We believe the Adjusted EBITDA measure is useful to investors
and us as a measure of comparative operating performance from
period to period as it measures our changes in pricing decisions,
cost controls and other factors that impact operating performance,
and removes the effect of our capital structure (primarily interest
expense), asset base (primarily depreciation and amortization),
items outside our control (primarily income taxes) and the
volatility related to the timing and extent of other activities
such as asset impairments and non-core income and expenses.
Accordingly, we believe that this measure is useful for comparing
general operating performance from period to period. In addition,
we use various EBITDA-based measures in determining the achievement
of awards under certain of our incentive compensation programs.
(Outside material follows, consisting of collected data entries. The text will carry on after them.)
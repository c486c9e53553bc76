//! # Credential Publication
//!
//! On every promotion to leader, a fresh credential is fetched, base64
//! encoded and upserted into the cluster secret store so that the other
//! replicas can consume it.
//!
//! Publication runs on a dedicated worker fed by the bounded queue that
//! [`LeadershipState`](crate::leadership::LeadershipState) enqueues into.
//! Failures are logged and retried under a [`RetryPolicy`]; they never touch
//! the leadership flag.

pub mod fetcher;
pub mod retry;
pub mod store;
pub mod worker;

use base64::{engine::general_purpose::STANDARD, Engine as _};
use std::sync::Arc;
use tracing::debug;

use crate::config::PublisherConfig;
use crate::credential::Credential;
use crate::errors::{Error, Result};

pub use fetcher::{HttpTokenFetcher, TimestampTokenFetcher, TokenFetcher};
pub use retry::RetryPolicy;
pub use store::{ApplyOutcome, InMemorySecretStore, KubeSecretStore, SecretStore, StoreCalls};
pub use worker::{
    spawn_publish_worker, PublishOutcome, PublishStatus, PublishWorkerHandle, SkippedPublish,
};

/// Encode a credential as standard base64 text
pub fn encode_credential(credential: &Credential) -> String {
    STANDARD.encode(credential.as_bytes())
}

/// Decode text produced by [`encode_credential`]
pub fn decode_credential(encoded: &str) -> Result<Credential> {
    let bytes = STANDARD
        .decode(encoded.as_bytes())
        .map_err(|e| Error::encoding(format!("Invalid base64 credential: {}", e)))?;
    Ok(Credential::from_bytes(&bytes))
}

/// Fetch, encode and upsert one credential
pub struct CredentialPublisher {
    fetcher: Arc<dyn TokenFetcher>,
    store: Arc<dyn SecretStore>,
    namespace: Option<String>,
    secret_name: String,
    secret_key: String,
}

impl CredentialPublisher {
    pub fn new(
        fetcher: Arc<dyn TokenFetcher>,
        store: Arc<dyn SecretStore>,
        config: &PublisherConfig,
    ) -> Self {
        Self {
            fetcher,
            store,
            namespace: config.namespace.clone(),
            secret_name: config.secret_name.clone(),
            secret_key: config.secret_key.clone(),
        }
    }

    pub fn secret_name(&self) -> &str {
        &self.secret_name
    }

    /// Mint a new credential and publish it. Each step can fail on its own;
    /// the first failure is returned.
    pub async fn publish_on_promotion(&self) -> Result<ApplyOutcome> {
        let credential = self.fetcher.fetch().await?;
        let encoded = encode_credential(&credential);
        debug!(
            fetcher = self.fetcher.name(),
            store = self.store.name(),
            encoded_len = encoded.len(),
            "Publishing credential"
        );

        self.store
            .apply(self.namespace.as_deref(), &self.secret_name, &self.secret_key, &encoded)
            .await
    }
}

impl std::fmt::Debug for CredentialPublisher {
    fn fmt(&self, f: &mut std::fmt::Formatter<'_>) -> std::fmt::Result {
        f.debug_struct("CredentialPublisher")
            .field("fetcher", &self.fetcher.name())
            .field("store", &self.store.name())
            .field("namespace", &self.namespace)
            .field("secret_name", &self.secret_name)
            .field("secret_key", &self.secret_key)
            .finish()
    }
}

#[cfg(test)]
mod tests {
    use super::*;
    use async_trait::async_trait;

    struct FailingFetcher;

    #[async_trait]
    impl TokenFetcher for FailingFetcher {
        async fn fetch(&self) -> Result<Credential> {
            Err(Error::token_fetch("auth service unavailable"))
        }

        fn name(&self) -> &'static str {
            "failing"
        }
    }

    #[test]
    fn test_encode_credential() {
        assert_eq!(encode_credential(&Credential::new("abc")), "YWJj");
        assert_eq!(encode_credential(&Credential::new("")), "");
        let decoded = decode_credential(&encode_credential(&Credential::new("fake-token-1"))).unwrap();
        assert_eq!(decoded.expose(), "fake-token-1");
    }

    #[test]
    fn test_decode_rejects_invalid_text() {
        assert!(matches!(decode_credential("not base64!"), Err(Error::Encoding(_))));
    }

    #[tokio::test]
    async fn test_publish_writes_encoded_token() {
        let store = Arc::new(InMemorySecretStore::new("team-a"));
        let publisher = CredentialPublisher::new(
            Arc::new(TimestampTokenFetcher::new()),
            store.clone(),
            &PublisherConfig::default(),
        );

        let outcome = publisher.publish_on_promotion().await.unwrap();
        assert_eq!(outcome, ApplyOutcome::Created);

        let encoded = store.get(None, "shared-access-token", "token").unwrap();
        let decoded = decode_credential(&encoded).unwrap();
        assert!(decoded.expose().starts_with("fake-token-"));
    }

    #[tokio::test]
    async fn test_fetch_failure_skips_store() {
        let store = Arc::new(InMemorySecretStore::default());
        let publisher =
            CredentialPublisher::new(Arc::new(FailingFetcher), store.clone(), &PublisherConfig::default());

        let err = publisher.publish_on_promotion().await.unwrap_err();
        assert!(matches!(err, Error::TokenFetch(_)));
        assert_eq!(store.calls().total(), 0);
    }

    #[tokio::test]
    async fn test_uses_configured_namespace() {
        let store = Arc::new(InMemorySecretStore::new("own"));
        let config = PublisherConfig { namespace: Some("shared".to_string()), ..Default::default() };
        let publisher = CredentialPublisher::new(Arc::new(TimestampTokenFetcher::new()), store.clone(), &config);

        publisher.publish_on_promotion().await.unwrap();
        assert!(store.get(Some("shared"), "shared-access-token", "token").is_some());
        assert!(store.get(None, "shared-access-token", "token").is_none());
    }
}
//! The shared credential value.
//!
//! A [`Credential`] is an opaque token shared by every replica. It never shows
//! up in logs, debug output or serialized payloads by accident: the raw value
//! is only reachable through [`Credential::expose`].

use serde::{Deserialize, Deserializer, Serialize, Serializer};
use std::fmt;
use zeroize::{Zeroize, ZeroizeOnDrop};

/// An opaque credential whose memory is cleared on drop.
///
/// - `Debug` prints `Credential([REDACTED])`
/// - `Display` and `Serialize` print `[REDACTED]`
/// - the empty string is a valid credential
#[derive(Clone, Zeroize, ZeroizeOnDrop)]
pub struct Credential(String);

impl Credential {
    pub fn new(value: impl Into<String>) -> Self {
        Self(value.into())
    }

    /// Builds a credential from raw file contents, replacing invalid UTF-8
    /// sequences rather than rejecting the read.
    pub fn from_bytes(bytes: &[u8]) -> Self {
        Self(String::from_utf8_lossy(bytes).into_owned())
    }

    /// Exposes the underlying value. Never log the result.
    pub fn expose(&self) -> &str {
        &self.0
    }

    pub fn as_bytes(&self) -> &[u8] {
        self.0.as_bytes()
    }

    pub fn len(&self) -> usize {
        self.0.len()
    }

    pub fn is_empty(&self) -> bool {
        self.0.is_empty()
    }
}

impl Serialize for Credential {
    fn serialize<S>(&self, serializer: S) -> Result<S::Ok, S::Error>
    where
        S: Serializer,
    {
        serializer.serialize_str("[REDACTED]")
    }
}

impl<'de> Deserialize<'de> for Credential {
    fn deserialize<D>(deserializer: D) -> Result<Self, D::Error>
    where
        D: Deserializer<'de>,
    {
        String::deserialize(deserializer).map(Credential)
    }
}

impl fmt::Debug for Credential {
    fn fmt(&self, f: &mut fmt::Formatter<'_>) -> fmt::Result {
        write!(f, "Credential([REDACTED])")
    }
}

impl fmt::Display for Credential {
    fn fmt(&self, f: &mut fmt::Formatter<'_>) -> fmt::Result {
        write!(f, "[REDACTED]")
    }
}

impl PartialEq for Credential {
    fn eq(&self, other: &Self) -> bool {
        self.0 == other.0
    }
}

impl Eq for Credential {}

impl From<String> for Credential {
    fn from(s: String) -> Self {
        Self::new(s)
    }
}

impl From<&str> for Credential {
    fn from(s: &str) -> Self {
        Self::new(s)
    }
}

#[cfg(test)]
mod tests {
    use super::*;

    #[test]
    fn test_credential_redacts_debug_and_display() {
        let credential = Credential::new("fake-token-1700000000000");
        assert_eq!(format!("{:?}", credential), "Credential([REDACTED])");
        assert_eq!(format!("{}", credential), "[REDACTED]");
    }

    #[test]
    fn test_credential_serialization_redacts() {
        let credential = Credential::new("abc");
        let json = serde_json::to_string(&credential).unwrap();
        assert_eq!(json, "\"[REDACTED]\"");

        let parsed: Credential = serde_json::from_str("\"abc\"").unwrap();
        assert_eq!(parsed.expose(), "abc");
    }

    #[test]
    fn test_credential_from_bytes_is_lossy() {
        let credential = Credential::from_bytes(b"abc\n");
        assert_eq!(credential.expose(), "abc\n");

        let invalid = Credential::from_bytes(&[0x61, 0xff, 0x62]);
        assert_eq!(invalid.expose(), "a\u{fffd}b");
    }

    #[test]
    fn test_empty_credential_is_allowed() {
        let credential = Credential::from_bytes(b"");
        assert!(credential.is_empty());
        assert_eq!(credential, Credential::new(""));
    }
}
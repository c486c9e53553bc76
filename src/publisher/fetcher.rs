//! Sources of fresh credentials.

use async_trait::async_trait;
use chrono::Utc;
use serde::Deserialize;
use std::time::Duration;
use tracing::debug;

use crate::credential::Credential;
use crate::errors::{Error, Result};

/// Obtains a fresh credential from an authentication collaborator.
///
/// # Security Considerations
///
/// - Implementations MUST NOT log the returned value
/// - A failure is returned, never retried internally; retry is the
///   publisher's policy
#[async_trait]
pub trait TokenFetcher: Send + Sync {
    /// Fetch a new credential
    async fn fetch(&self) -> Result<Credential>;

    /// Short name used in logs
    fn name(&self) -> &'static str;
}

/// Mints `fake-token-<epoch millis>` without any network call.
#[derive(Debug, Clone, Default)]
pub struct TimestampTokenFetcher;

impl TimestampTokenFetcher {
    pub fn new() -> Self {
        Self
    }
}

#[async_trait]
impl TokenFetcher for TimestampTokenFetcher {
    async fn fetch(&self) -> Result<Credential> {
        Ok(Credential::new(format!("fake-token-{}", Utc::now().timestamp_millis())))
    }

    fn name(&self) -> &'static str {
        "timestamp"
    }
}

#[derive(Deserialize)]
struct TokenResponse {
    access_token: String,
}

/// Fetches a credential with `POST <url>`, expecting `{"access_token": "..."}`.
#[derive(Debug, Clone)]
pub struct HttpTokenFetcher {
    client: reqwest::Client,
    url: String,
}

impl HttpTokenFetcher {
    pub fn new(url: impl Into<String>, timeout: Duration) -> Result<Self> {
        let client = reqwest::Client::builder()
            .timeout(timeout)
            .build()
            .map_err(|e| Error::token_fetch(format!("Failed to build HTTP client: {}", e)))?;
        Ok(Self { client, url: url.into() })
    }

    pub fn url(&self) -> &str {
        &self.url
    }
}

#[async_trait]
impl TokenFetcher for HttpTokenFetcher {
    async fn fetch(&self) -> Result<Credential> {
        let response = self.client.post(&self.url).send().await?;

        let status = response.status();
        if !status.is_success() {
            return Err(Error::token_fetch(format!(
                "Authentication service returned {} for {}",
                status, self.url
            )));
        }

        let body: TokenResponse = response.json().await.map_err(|e| {
            Error::token_fetch(format!("Invalid token response from {}: {}", self.url, e))
        })?;

        debug!(url = %self.url, token_len = body.access_token.len(), "Fetched credential");
        Ok(Credential::new(body.access_token))
    }

    fn name(&self) -> &'static str {
        "http"
    }
}
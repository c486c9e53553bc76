//! Leadership and token diagnostics

use axum::{extract::State, Json};
use serde::{Deserialize, Serialize};

use crate::api::routes::ApiState;

pub const LEADER_MESSAGE: &str = "The current leader is... me!";
pub const NOT_LEADER_MESSAGE: &str = "I am not the leader.";

/// Cached token as shown on `/token`
#[derive(Debug, Clone, Serialize, Deserialize)]
pub struct TokenResponse {
    pub token: Option<String>,
}

/// Whether this replica is the leader
pub async fn leader_handler(State(state): State<ApiState>) -> &'static str {
    if state.leadership.is_leader() {
        LEADER_MESSAGE
    } else {
        NOT_LEADER_MESSAGE
    }
}

/// Current cached token, for diagnostics only
pub async fn token_handler(State(state): State<ApiState>) -> Json<TokenResponse> {
    let token = state.cache.get().map(|credential| credential.expose().to_string());
    Json(TokenResponse { token })
}
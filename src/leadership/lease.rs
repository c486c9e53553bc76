//! Leader election through a Kubernetes `Lease`.
//!
//! [`LeaseElection::start`] builds a `kube-lease-manager` [`LeaseManager`]
//! and runs it in watch mode. The manager keeps trying to take or renew the
//! lease and reports this replica's lock state on a `watch` channel, which
//! [`crate::sidecar::Sidecar::attach_lease`] feeds into the leadership state.
//! Dropping the receiver makes the manager release the lease and exit.

use kube_lease_manager::{LeaseManager, LeaseManagerBuilder};
use tokio::sync::watch;
use tokio::task::JoinHandle;
use tracing::info;

use crate::config::LeadershipConfig;
use crate::errors::{Error, Result};

type ManagerTask = JoinHandle<kube_lease_manager::Result<LeaseManager>>;

/// A running lease manager and the channel it reports on
#[derive(Debug)]
pub struct LeaseElection {
    lease_name: String,
    namespace: String,
    rx: watch::Receiver<bool>,
    task: ManagerTask,
}

impl LeaseElection {
    /// Join the election for `config.lease_name`.
    ///
    /// The lease is created if it does not exist yet.
    pub async fn start(client: kube::Client, config: &LeadershipConfig) -> Result<Self> {
        let lease_name = config
            .lease_name
            .clone()
            .ok_or_else(|| Error::config("Lease election requires KEYHOLDER_LEASE_NAME"))?;
        let namespace = lease_namespace(config, client.default_namespace());

        let mut builder = LeaseManagerBuilder::new(client, lease_name.as_str())
            .with_namespace(namespace.as_str())
            .with_duration(config.lease_duration_secs)
            .with_grace(config.lease_grace_secs);
        if let Some(identity) = &config.lease_identity {
            builder = builder.with_identity(identity.as_str());
        }

        let manager = builder.build().await?;
        let (rx, task) = manager.watch().await;

        info!(
            lease = %lease_name,
            namespace = %namespace,
            identity = config.lease_identity.as_deref().unwrap_or("generated"),
            duration_secs = config.lease_duration_secs,
            "Joined lease election"
        );
        Ok(Self { lease_name, namespace, rx, task })
    }

    pub fn lease_name(&self) -> &str {
        &self.lease_name
    }

    pub fn namespace(&self) -> &str {
        &self.namespace
    }

    #[cfg(test)]
    pub(crate) fn from_parts(lease_name: &str, rx: watch::Receiver<bool>, task: ManagerTask) -> Self {
        Self { lease_name: lease_name.to_string(), namespace: "default".to_string(), rx, task }
    }

    pub(crate) fn into_parts(self) -> (watch::Receiver<bool>, LeaseTask) {
        (self.rx, LeaseTask { lease_name: self.lease_name, task: self.task })
    }
}

/// Background lease manager, kept so shutdown can wait for the release
#[derive(Debug)]
pub(crate) struct LeaseTask {
    lease_name: String,
    task: ManagerTask,
}

impl LeaseTask {
    /// Wait for the manager to release the lease. Only meaningful once every
    /// receiver of its channel has been dropped.
    pub(crate) async fn released(self) -> Result<()> {
        match self.task.await {
            Ok(Ok(_)) => {
                info!(lease = %self.lease_name, "Released leadership lease");
                Ok(())
            }
            Ok(Err(e)) => Err(e.into()),
            Err(e) => Err(Error::election(format!("Lease manager task failed: {}", e))),
        }
    }
}

fn lease_namespace(config: &LeadershipConfig, own_namespace: &str) -> String {
    config.lease_namespace.clone().unwrap_or_else(|| own_namespace.to_string())
}

#[cfg(test)]
mod tests {
    use super::*;

    #[test]
    fn test_lease_namespace_defaults_to_own() {
        let config = LeadershipConfig { lease_name: Some("keyholder".to_string()), ..Default::default() };
        assert_eq!(lease_namespace(&config, "payments"), "payments");

        let config = LeadershipConfig { lease_namespace: Some("coordination".to_string()), ..config };
        assert_eq!(lease_namespace(&config, "payments"), "coordination");
    }

    #[tokio::test]
    async fn test_released_maps_manager_errors() {
        let task = LeaseTask {
            lease_name: "keyholder".to_string(),
            task: tokio::spawn(async {
                Err(kube_lease_manager::LeaseManagerError::NonexistentLease("keyholder".to_string()))
            }),
        };
        assert!(matches!(task.released().await, Err(Error::Election(_))));
    }
}
//! HTTP surface: leadership and token diagnostics plus the health probes
//! polled by the orchestrator.

pub mod handlers;
pub mod routes;
pub mod server;

pub use routes::{build_router, ApiState};
pub use server::start_api_server;
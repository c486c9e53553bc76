//! # Keyholder
//!
//! Keyholder is a sidecar that runs next to every replica of a clustered
//! service. One replica at a time is granted leadership by an external
//! leader-election provider; that replica mints a fresh shared credential and
//! publishes it into a cluster secret store. Every replica keeps a
//! hot-reloaded copy of the credential from its mounted file and reports
//! readiness based on whether it holds one.
//!
//! ## Architecture
//!
//! ```text
//! election provider ─▶ LeadershipState ─▶ publish queue ─▶ CredentialPublisher ─▶ secret store
//!
//! file notifications ─▶ SecretSource ─▶ SecretCache ─▶ ReadinessReporter / HTTP API
//! ```
//!
//! ## Example Usage
//!
//! ```rust,no_run
//! use keyholder::{sidecar::{build_fetcher, build_store, Sidecar}, Config, LeadershipListener, Result};
//!
//! #[tokio::main]
//! async fn main() -> Result<()> {
//!     let config = Config::from_env()?;
//!     let fetcher = build_fetcher(&config.publisher)?;
//!     let store = build_store(&config.publisher).await?;
//!     let sidecar = Sidecar::start(&config, fetcher, store)?;
//!
//!     sidecar.listener().granted();
//!     sidecar.shutdown().await
//! }
//! ```

pub mod api;
pub mod cache;
pub mod config;
pub mod credential;
pub mod errors;
pub mod leadership;
pub mod observability;
pub mod publisher;
pub mod sidecar;
pub mod watcher;

// Re-export commonly used types and traits
pub use cache::SecretCache;
pub use config::Config;
pub use credential::Credential;
pub use errors::{Error, Result};
pub use leadership::{LeadershipListener, LeadershipState, LeaseElection};
pub use observability::{HealthCheck, ReadinessReporter};
pub use sidecar::Sidecar;

/// Application version from Cargo.toml
pub const VERSION: &str = env!("CARGO_PKG_VERSION");

/// Application name from Cargo.toml
pub const APP_NAME: &str = env!("CARGO_PKG_NAME");
//! # Observability Infrastructure
//!
//! Structured logging, Prometheus metrics, and the readiness/liveness probes
//! exposed to the orchestrator.

pub mod health;
pub mod logging;
pub mod metrics;

pub use health::{HealthCheck, HealthStatus, LivenessProbe, ReadinessReporter};
pub use logging::{init_logging, log_config_info};
pub use metrics::{init_metrics, MetricsRecorder};

use crate::config::ObservabilityConfig;
use crate::errors::Result;
use ::tracing::info;

/// Initialize logging and, when enabled, the metrics exporter
pub fn init_observability(config: &ObservabilityConfig) -> Result<()> {
    let installed = init_logging(config);

    if config.enable_metrics {
        init_metrics(config)?;
    }

    info!(
        service_name = %config.service_name,
        log_level = %config.log_level,
        json_logging = config.json_logging,
        metrics_enabled = config.enable_metrics,
        subscriber_installed = installed,
        "Observability initialized successfully"
    );

    Ok(())
}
Other companies may define Adjusted EBITDA differently and, as a
result, our measure may not be directly comparable to measures of
other companies. In addition, Adjusted EBITDA may be defined
differently for purposes of covenants contained in our revolving
credit facility or any future facility.
Although we use the Adjusted EBITDA measure to assess the
performance of our business, the use of the measure is limited
because it does not include certain material expenses, such as
interest and taxes, necessary to operate our business. Adjusted
EBITDA should be considered in addition to, and not as a substitute
for, GAAP net (loss) income as a measure of performance. Our
presentation of this measure should not be construed as an
indication that our future results will be unaffected by unusual or
non-recurring items. This measure has limitations as an analytical
tool, and you should not consider it in isolation or as a
substitute for analysis of our results as reported under GAAP.
Because of these limitations, this measure is not intended as an
alternative to net (loss) income as an indicator of our operating
performance, as an alternative to any other measure of performance
in conformity with GAAP or as an alternative to cash flow (used in)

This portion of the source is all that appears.